O terceiro e último cenário descrito por Hardman, foi o choro do jogador da Coréia do Norte, Tae-Se na hora da execução do hino nacional. Tae nasceu e foi criado no Japão, mas é filho de mãe norte-coreana. Para o professor, houve uma superexposição da mídia, controlada pela Federação Internacional de Futebol (Fifa) e com grande audiência. “O porquê de ele ter chorado, o que o levou a essa identidade com o país, com essa cultura, mesmo que uma cultura criticada de maneira tão tradicional, é um mistério.

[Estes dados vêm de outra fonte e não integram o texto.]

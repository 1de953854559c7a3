//! # Dated IRS Shared Types
//!
//! Shared type system for the dated interest-rate-swap virtual AMM.
//!
//! ## Design Philosophy
//!
//! - **No Precision Loss**: Prices and growth accumulators stored as scaled integers
//! - **Type Safety**: Distinct id types prevent mixing accounts and markets
//! - **Explicit Wrap-Around**: Growth accumulators use modular 256-bit arithmetic
//!   instead of relying on silent integer overflow
//! - **Clear Boundaries**: Explicit conversion points between `Decimal` and fixed-point
//!
//! ## Quick Start
//!
//! ```rust
//! use types::{mul_div, AccountId, GrowthX128, MarketId, U256};
//!
//! let trader = AccountId::new(7);
//! let market = MarketId::new(1);
//! assert_ne!(trader.inner(), 0);
//! assert_eq!(market.to_string(), "MarketId(1)");
//!
//! // Signed per-liquidity growth, accrued back into a token amount
//! let growth = GrowthX128::from_delta(-1_000, 1 << 20).unwrap();
//! assert_eq!(growth.accrue(1 << 20).unwrap(), -1_000);
//!
//! let q = mul_div(U256::from(10u8), U256::from(3u8), U256::from(4u8)).unwrap();
//! assert_eq!(q, U256::from(7u8));
//! ```
//!
//! ## Integration Points
//!
//! - **VAMM engine**: tick math, swap math and growth accounting
//! - **Configuration**: market identifiers in TOML market tables
//! - **Scenario runner**: account and market fixtures

#[cfg(feature = "common")]
pub mod common;

// Re-export common types for convenience
#[cfg(feature = "common")]
pub use common::errors::{FixedPointError, ValidationError};
#[cfg(feature = "common")]
pub use common::fixed_point::{
    decimal_to_i128, div_rounding_up, mul_div, mul_div_rounding_up, narrow_u128, GrowthX128,
    Q96, Q96_U256, RESOLUTION,
};
#[cfg(feature = "common")]
pub use common::identifiers::{AccountId, MarketId};

pub use primitive_types::{U256, U512};
//! End-to-end market scenarios

use crate::fixtures::MarketFixture;
use crate::framework::{Scenario, ScenarioOutcome};
use anyhow::{ensure, Context, Result};
use rust_decimal_macros::dec;
use tracing::debug;
use vamm::{price_at_tick, AccountId, VammError, VammMath};

/// Uniform range around the opening price splits its notional by distance
/// of each boundary from the current tick
pub struct UniformRangeScenario {
    pub initial_tick: i32,
    pub tick_lower: i32,
    pub tick_upper: i32,
    pub notional: u128,
}

impl Default for UniformRangeScenario {
    fn default() -> Self {
        Self {
            initial_tick: -32_191,
            tick_lower: -46_055,
            tick_upper: -30_285,
            notional: 50_000_000_000,
        }
    }
}

impl Scenario for UniformRangeScenario {
    fn name(&self) -> &str {
        "uniform_range"
    }

    fn description(&self) -> &str {
        "Mint a uniform range around the opening price and split its unfilled notional"
    }

    fn execute(&self) -> Result<ScenarioOutcome> {
        let mut market = MarketFixture::new(self.initial_tick, 1)?;
        let owner = 7;

        let (lower, upper) = (self.tick_lower, self.tick_upper);
        let liquidity = VammMath::liquidity_for_base(lower, upper, self.notional)?;
        let liquidity = i128::try_from(liquidity).context("liquidity does not fit i128")?;
        let executed = market.mint(owner, lower, upper, liquidity)?;

        let bases = market.vamm.account_unfilled_bases(AccountId::new(owner))?;
        let total = bases.long + bases.short;
        ensure!(
            total.abs_diff(self.notional) <= 2,
            "unfilled total {} differs from notional {}",
            total,
            self.notional
        );

        let short = VammMath::base_between_ticks(lower, self.initial_tick, liquidity)?;
        let long = VammMath::base_between_ticks(self.initial_tick, upper, liquidity)?;
        ensure!(
            bases.short as i128 == short,
            "short {} expected {}",
            bases.short,
            short
        );
        ensure!(
            bases.long as i128 == long,
            "long {} expected {}",
            bases.long,
            long
        );

        Ok(ScenarioOutcome {
            vamm: market.vamm,
            metrics: vec![
                ("liquidity".to_string(), liquidity.to_string()),
                ("executed_base".to_string(), executed.to_string()),
                ("unfilled_short".to_string(), bases.short.to_string()),
                ("unfilled_long".to_string(), bases.long.to_string()),
            ],
        })
    }
}

/// Two overlapping ranges; swaps push the price through the inner range's
/// upper boundary, then the outer one
pub struct OverlappingRangesScenario {
    pub outer_liquidity: u128,
    pub inner_liquidity: u128,
}

impl Default for OverlappingRangesScenario {
    fn default() -> Self {
        Self {
            outer_liquidity: 1 << 50,
            inner_liquidity: 1 << 49,
        }
    }
}

impl Scenario for OverlappingRangesScenario {
    fn name(&self) -> &str {
        "overlapping_ranges"
    }

    fn description(&self) -> &str {
        "Cross the boundaries of two overlapping ranges and check liquidity bookkeeping"
    }

    fn execute(&self) -> Result<ScenarioOutcome> {
        let (outer_owner, inner_owner) = (10, 11);
        let mut market = MarketFixture::new(0, 60)?;
        market.mint(outer_owner, -1_200, 1_200, self.outer_liquidity as i128)?;
        market.mint(inner_owner, -600, 600, self.inner_liquidity as i128)?;
        let total = self.outer_liquidity + self.inner_liquidity;
        ensure!(market.vamm.state().liquidity == total);

        let inner_upper = *market.vamm.ticks().get(600).context("tick 600 missing")?;
        let outer_upper = *market.vamm.ticks().get(1_200).context("tick 1200 missing")?;

        market.advance(60);
        let first = market.swap_to(1 << 100, 900)?;
        ensure!(
            first.ticks_crossed == vec![600],
            "crossed {:?}",
            first.ticks_crossed
        );
        let expected = total as i128 + inner_upper.liquidity_net;
        ensure!(
            first.liquidity as i128 == expected,
            "liquidity {} after crossing, expected {}",
            first.liquidity,
            expected
        );

        market.advance(60);
        let second = market.swap_to(1 << 100, 1_500)?;
        ensure!(
            second.ticks_crossed == vec![1_200],
            "crossed {:?}",
            second.ticks_crossed
        );
        ensure!(
            second.liquidity == 0,
            "liquidity {} left above all ranges",
            second.liquidity
        );

        // crossing only flips growth outside
        for (tick, before) in [(600, inner_upper), (1_200, outer_upper)] {
            let after = market.vamm.ticks().info(tick);
            ensure!(
                after.liquidity_gross == before.liquidity_gross,
                "gross changed at {tick}"
            );
            ensure!(
                after.liquidity_net == before.liquidity_net,
                "net changed at {tick}"
            );
        }

        let trader_base = first.base_token_delta + second.base_token_delta;
        let vamm = &market.vamm;
        let outer = vamm.account_filled_balances(AccountId::new(outer_owner))?;
        let inner = vamm.account_filled_balances(AccountId::new(inner_owner))?;
        let lp_base = outer.base + inner.base;
        ensure!(
            (lp_base + trader_base).abs() <= 4,
            "providers hold {} base against trader {}",
            lp_base,
            trader_base
        );

        Ok(ScenarioOutcome {
            vamm: market.vamm,
            metrics: vec![
                ("trader_base".to_string(), trader_base.to_string()),
                ("provider_base".to_string(), lp_base.to_string()),
            ],
        })
    }
}

/// Grow the oracle, overwrite it once around, then compare the TWAP over the
/// whole retained history with a direct time-weighted sum
pub struct OracleHistoryScenario {
    pub cardinality: u16,
    /// Tick reached by each swap
    pub ticks: Vec<i32>,
    /// Seconds before each swap
    pub gaps: Vec<u64>,
    /// Seconds between the last swap and the query
    pub tail: u64,
}

impl OracleHistoryScenario {
    pub fn new(cardinality: u16) -> Self {
        let count = usize::from(cardinality) + 1;
        let pattern = [120, -300, 45, 700, -20, 260, -510, 90, 333, -75, 610];
        let n = pattern.len();
        let ticks = (0..count)
            .map(|i| pattern[i % n] + 60 * (i / n) as i32)
            .collect();
        let gaps = (0..count).map(|i| 7 + 3 * i as u64).collect();
        Self {
            cardinality,
            ticks,
            gaps,
            tail: 5,
        }
    }
}

impl Default for OracleHistoryScenario {
    fn default() -> Self {
        Self::new(8)
    }
}

impl Scenario for OracleHistoryScenario {
    fn name(&self) -> &str {
        "oracle_history"
    }

    fn description(&self) -> &str {
        "Fill and wrap the observation buffer, then average over the full history"
    }

    fn execute(&self) -> Result<ScenarioOutcome> {
        let mut market = MarketFixture::new(0, 60)?;
        market.grow_oracle(self.cardinality)?;

        // (time, tick from then on)
        let mut history = vec![(market.now, 0)];
        for (&tick, &gap) in self.ticks.iter().zip(&self.gaps) {
            market.advance(gap);
            let current = market.vamm.state().tick;
            let amount = if tick > current { 1 } else { -1 };
            let result = market.swap_to(amount, tick)?;
            ensure!(
                result.tick == tick,
                "swap reached tick {} instead of {}",
                result.tick,
                tick
            );
            history.push((market.now, tick));
        }
        market.advance(self.tail);
        let now = market.now;

        let retained = usize::from(self.cardinality).min(history.len());
        let oldest = history.len() - retained;
        let oldest_time = history[oldest].0;

        let mut weighted: i64 = 0;
        for (i, &(time, tick)) in history.iter().enumerate().skip(oldest) {
            let end = history.get(i + 1).map(|(t, _)| *t).unwrap_or(now);
            weighted += i64::from(tick) * (end - time) as i64;
        }
        let window = now - oldest_time;
        let naive = weighted.div_euclid(window as i64) as i32;

        let observed = market.vamm.observe_mean_tick(now, window as u32)?;
        debug!(naive, observed, window, "Compared oracle mean tick");
        ensure!(
            observed == naive,
            "oracle mean {} differs from direct mean {}",
            observed,
            naive
        );

        let twap = market.vamm.twap(now, window as u32, 0, false, false)?;
        ensure!(twap == price_at_tick(naive)? / dec!(100));

        let too_old = market.vamm.observe_mean_tick(now, window as u32 + 1);
        ensure!(
            matches!(too_old, Err(VammError::ObservationTooOld { .. })),
            "lookback past the oldest observation returned {:?}",
            too_old
        );

        Ok(ScenarioOutcome {
            vamm: market.vamm,
            metrics: vec![
                ("window_secs".to_string(), window.to_string()),
                ("mean_tick".to_string(), observed.to_string()),
                ("twap".to_string(), twap.to_string()),
            ],
        })
    }
}

/// Every scenario with its default parameters
pub fn all_scenarios() -> Vec<Box<dyn Scenario>> {
    vec![
        Box::new(UniformRangeScenario::default()),
        Box::new(OverlappingRangesScenario::default()),
        Box::new(OracleHistoryScenario::default()),
    ]
}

E acho que existe um direito ao silêncio e ao mistério que essa imagem trouxe”, completou.        

A professora Consuelo Lins, especialista em Cinema, destacou as semelhanças que tem a questão da narrativa tratada no livro de Leonor com o documentário cinematográfico. Segundo Consuelo, existe uma “crença cega” de que os documentários e as autobiografias são factuais e reais, sem discussão. “As pessoas pensam que só porque são histórias contadas são necessariamente verdadeiras, quando no fundo as pessoas relêem e reinterpretam a própria história de maneiras diferentes”, comentou.

De acordo com a docente, a utilização constante da entrevista para dar credibilidade às histórias também são temas recorrentes, tanto na autobiografia quanto no documentário.“O documentário Jogo de Cena (2007), de Eduardo Coutinho, mostra bem essas problemáticas. Não basta ter uma entrevista, mas tem que saber o que perguntar, o porquê e como perguntar”, concluiu.